“Solaris” uses science fiction to explore the problems we have in relationships and our lack of understanding those we relate to.

He goes on to say that the forgiveness we give when we are wronged allows us to be “spared the dismal corrosion of bitterness and wounded pride.” 

Buechner concludes that the forgiveness that comes to both parties means “freedom to be at peace within their own skins and being glad in the presence of the other.” 

“Solaris” speaks to this idea. It uses science fiction to explore the problems we have in relationships and our lack of understanding those we relate to. 

Chris Kelvin is a psychiatrist who goes through life doing his job. At the beginning of the movie, a colleague asks him to come to a planet named Solaris to help evacuate a space station crew. It seems that two crewmembers have committed suicide, and the remaining crew is traumatized by some phenomenon affecting the station. 

Arriving at the station, Kelvin finds two crewmembers alive and his colleague dead. Snow is seemingly a stoner who talks with tics and hand-waving. He is nothing more than a stream of consciousness that seems to make no sense. Gordon is the other member; she has locked herself in her cabin. Kelvin doesn’t understand Gordon’s agoraphobia, but is told he will understand it when he sleeps.   

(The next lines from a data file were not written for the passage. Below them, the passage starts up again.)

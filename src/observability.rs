//! Logging subscriber initialisation.
//!
//! Logs go to stderr so that command output on stdout stays clean.

use std::io;

use thiserror::Error;
use tracing_subscriber::{
    EnvFilter, Registry,
    layer::{Layer, SubscriberExt},
    util::SubscriberInitExt,
};

use crate::config::{LogFormat, observability::LoggingConfig};

/// Errors raised while initialising logging.
#[derive(Debug, Error)]
pub enum ObservabilityError {
    /// Failed to initialise tracing subscriber.
    #[error("failed to initialise tracing subscriber: {0}")]
    TracingSubscriber(#[from] tracing_subscriber::util::TryInitError),
}

/// Install the global tracing subscriber.
///
/// # Errors
///
/// Returns an error if a global subscriber is already installed.
pub fn init(config: &LoggingConfig) -> Result<(), ObservabilityError> {
    match config.log_format {
        LogFormat::Compact => init_with_layer(
            config,
            tracing_subscriber::fmt::layer()
                .compact()
                .with_writer(io::stderr)
                .with_target(true),
        ),
        LogFormat::Json => init_with_layer(
            config,
            tracing_subscriber::fmt::layer()
                .json()
                .with_writer(io::stderr)
                .with_current_span(true)
                .with_span_list(true)
                .with_target(true),
        ),
    }
}

fn build_env_filter(config: &LoggingConfig) -> EnvFilter {
    EnvFilter::try_from_default_env().unwrap_or_else(|_| {
        EnvFilter::new(format!(
            "{},hyper=warn,hyper_util=warn,reqwest=warn,rustls=warn",
            config.log_level
        ))
    })
}

fn init_with_layer<L>(config: &LoggingConfig, fmt_layer: L) -> Result<(), ObservabilityError>
where
    L: Layer<Registry> + Send + Sync + 'static,
{
    tracing_subscriber::registry()
        .with(fmt_layer)
        .with(build_env_filter(config))
        .try_init()?;

    Ok(())
}
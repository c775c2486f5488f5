//! Cart Storage Config

use std::path::PathBuf;

use clap::Args;

/// Local cart storage settings.
#[derive(Debug, Args)]
pub struct CartConfig {
    /// Path of the persisted cart file
    #[arg(long, env = "STOREFRONT_CART_PATH", default_value = ".storefront/cart.json")]
    pub cart_path: PathBuf,

    /// ISO 4217 currency used to display prices
    #[arg(long, env = "STOREFRONT_CURRENCY", default_value = "USD")]
    pub currency: String,
}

Kelvin does sleep—and he dreams. He dreams of his wife, Rheya, who committed suicide. Kelvin awakens to find her in bed with him. He responds by taking her to an escape pod and sending her out into space. The next night, he dreams of Rheya again, and she appears once more, this time enrapturing Kelvin. His love comes back in full flame; someone he lost returns, and he vows not to lose her again. 

The movie conjures up Rheya—through Kelvin’s memories. She doesn’t grow as a person. She is unstable and suicidal, yet Kelvin longs for her and wants her to stay. The problem is, Rheya may look human and may look like his wife, but she is neither. 

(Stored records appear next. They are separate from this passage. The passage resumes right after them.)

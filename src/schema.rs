//! Quote response schema
//!
//! The quoting endpoint is loosely typed: numeric fields may be absent,
//! `null`, strings or numbers. Everything is funnelled through the lenient
//! readers here so that a missing or garbage value becomes zero instead of
//! leaking into totals.

use std::str::FromStr;

use rust_decimal::{Decimal, prelude::ToPrimitive};
use serde::{Deserialize, Deserializer, de::Error as _};
use serde_json::Value;

use crate::quote::PricedLine;

/// A quote exactly as reported by the backend, after validation.
#[derive(Debug, Clone, Default, PartialEq, Deserialize)]
#[serde(rename_all = "camelCase", default)]
pub struct ServerQuote {
    /// Priced lines, in the order the backend returned them
    #[serde(deserialize_with = "lenient_lines")]
    pub ordered_items: Vec<PricedLine>,

    /// Total after discounts
    #[serde(deserialize_with = "lenient_amount")]
    pub total: Decimal,

    /// Total at label prices
    #[serde(deserialize_with = "lenient_amount")]
    pub labeled_total: Decimal,

    /// Discount as reported by the backend
    #[serde(deserialize_with = "lenient_amount")]
    pub discount: Decimal,

    /// Status message from the backend
    #[serde(deserialize_with = "lenient_string")]
    pub message: String,
}

impl ServerQuote {
    /// Parse a response body.
    ///
    /// # Errors
    ///
    /// Returns an error if the body is not JSON, or is JSON but not an object.
    pub fn parse(body: &str) -> Result<Self, serde_json::Error> {
        let value: Value = serde_json::from_str(body)?;

        if !value.is_object() {
            return Err(serde_json::Error::custom(
                "quote response must be a JSON object",
            ));
        }

        serde_json::from_value(value)
    }
}

/// Read a monetary amount. Non-numeric, negative and missing values are zero.
pub(crate) fn lenient_amount<'de, D>(deserializer: D) -> Result<Decimal, D::Error>
where
    D: Deserializer<'de>,
{
    let value = Option::<Value>::deserialize(deserializer)?;

    Ok(value.as_ref().map_or(Decimal::ZERO, amount_from_value))
}

/// Read a unit quantity. Anything that is not a non-negative integer is zero.
pub(crate) fn lenient_qty<'de, D>(deserializer: D) -> Result<u32, D::Error>
where
    D: Deserializer<'de>,
{
    let value = Option::<Value>::deserialize(deserializer)?;

    let qty = value
        .as_ref()
        .and_then(decimal_from_value)
        .filter(|d| d.fract().is_zero())
        .and_then(|d| d.to_u32())
        .unwrap_or(0);

    Ok(qty)
}

/// Read a string, accepting numbers as their textual form.
pub(crate) fn lenient_string<'de, D>(deserializer: D) -> Result<String, D::Error>
where
    D: Deserializer<'de>,
{
    let value = Option::<Value>::deserialize(deserializer)?;

    Ok(match value {
        Some(Value::String(s)) => s,
        Some(Value::Number(n)) => n.to_string(),
        _ => String::new(),
    })
}

/// Read an optional string; empty strings count as absent.
pub(crate) fn lenient_optional_string<'de, D>(deserializer: D) -> Result<Option<String>, D::Error>
where
    D: Deserializer<'de>,
{
    let value = lenient_string(deserializer)?;

    Ok(Some(value).filter(|s| !s.is_empty()))
}

fn lenient_lines<'de, D>(deserializer: D) -> Result<Vec<PricedLine>, D::Error>
where
    D: Deserializer<'de>,
{
    let value = Option::<Value>::deserialize(deserializer)?;

    let Some(Value::Array(items)) = value else {
        return Ok(Vec::new());
    };

    // Every field of a priced line is defaulted, so any object converts;
    // non-object entries are dropped.
    Ok(items
        .into_iter()
        .filter(Value::is_object)
        .filter_map(|item| serde_json::from_value(item).ok())
        .collect())
}

fn amount_from_value(value: &Value) -> Decimal {
    decimal_from_value(value)
        .filter(|d| !d.is_sign_negative())
        .unwrap_or(Decimal::ZERO)
}

fn decimal_from_value(value: &Value) -> Option<Decimal> {
    let text = match value {
        Value::Number(n) => n.to_string(),
        Value::String(s) => s.trim().to_string(),
        _ => return None,
    };

    Decimal::from_str(&text)
        .or_else(|_err| Decimal::from_scientific(&text))
        .ok()
}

“Solaris” asks the tough question of what it means to be in a relationship. The conjured Rheya is as wounded as Kelvin remembers her. And she reflects a wounded man who carries guilt about her death. She also has the wounds that he has inflicted on her in their relationship. Even with a chance to begin again, there is no redemption. The patterns he acted out in the previous relationship are acted out again. Their relationship is like a tape loop, playing over and over.   

This movie is based on a Russian film by the same name. Its director, Andrei Tarkovsky, was known for his faith and use of Christian imagery in his filmmaking. Steven Soderbergh captures some of this in his remake. We find that redemption comes outside of the relationship. It takes a force beyond to bring about true reconciliation.      

“Solaris” is a movie that asks us to think about who we are in relation to those we love. That old song about how you always hurt the one you love is played out here. But the movie allows us to see that we do not have to live in the hurt. Redemption is possible. As Buechner wrote, forgiveness allows us to be at peace in our own skin and be glad in the presence of the other.  

“Solaris” is one of the best movies of the year. 

Mike Parnell is pastor of Burgaw Baptist Church in Burgaw, N.C. 

MPAA Rating: PG-13 on appeal for sexuality/nudity, brief language and thematic elements.

Director: Steven Soderbergh

Writer: Steven Soderbergh

Cast: Chris Kelvin: George Clooney; Rheya Kelvin: Natascha McElhone; Snow: Jeremy Davies; Helen Gordon: Viola Davis; Gibarian: Ulrich Tukur; Berton: Morgan Rusler .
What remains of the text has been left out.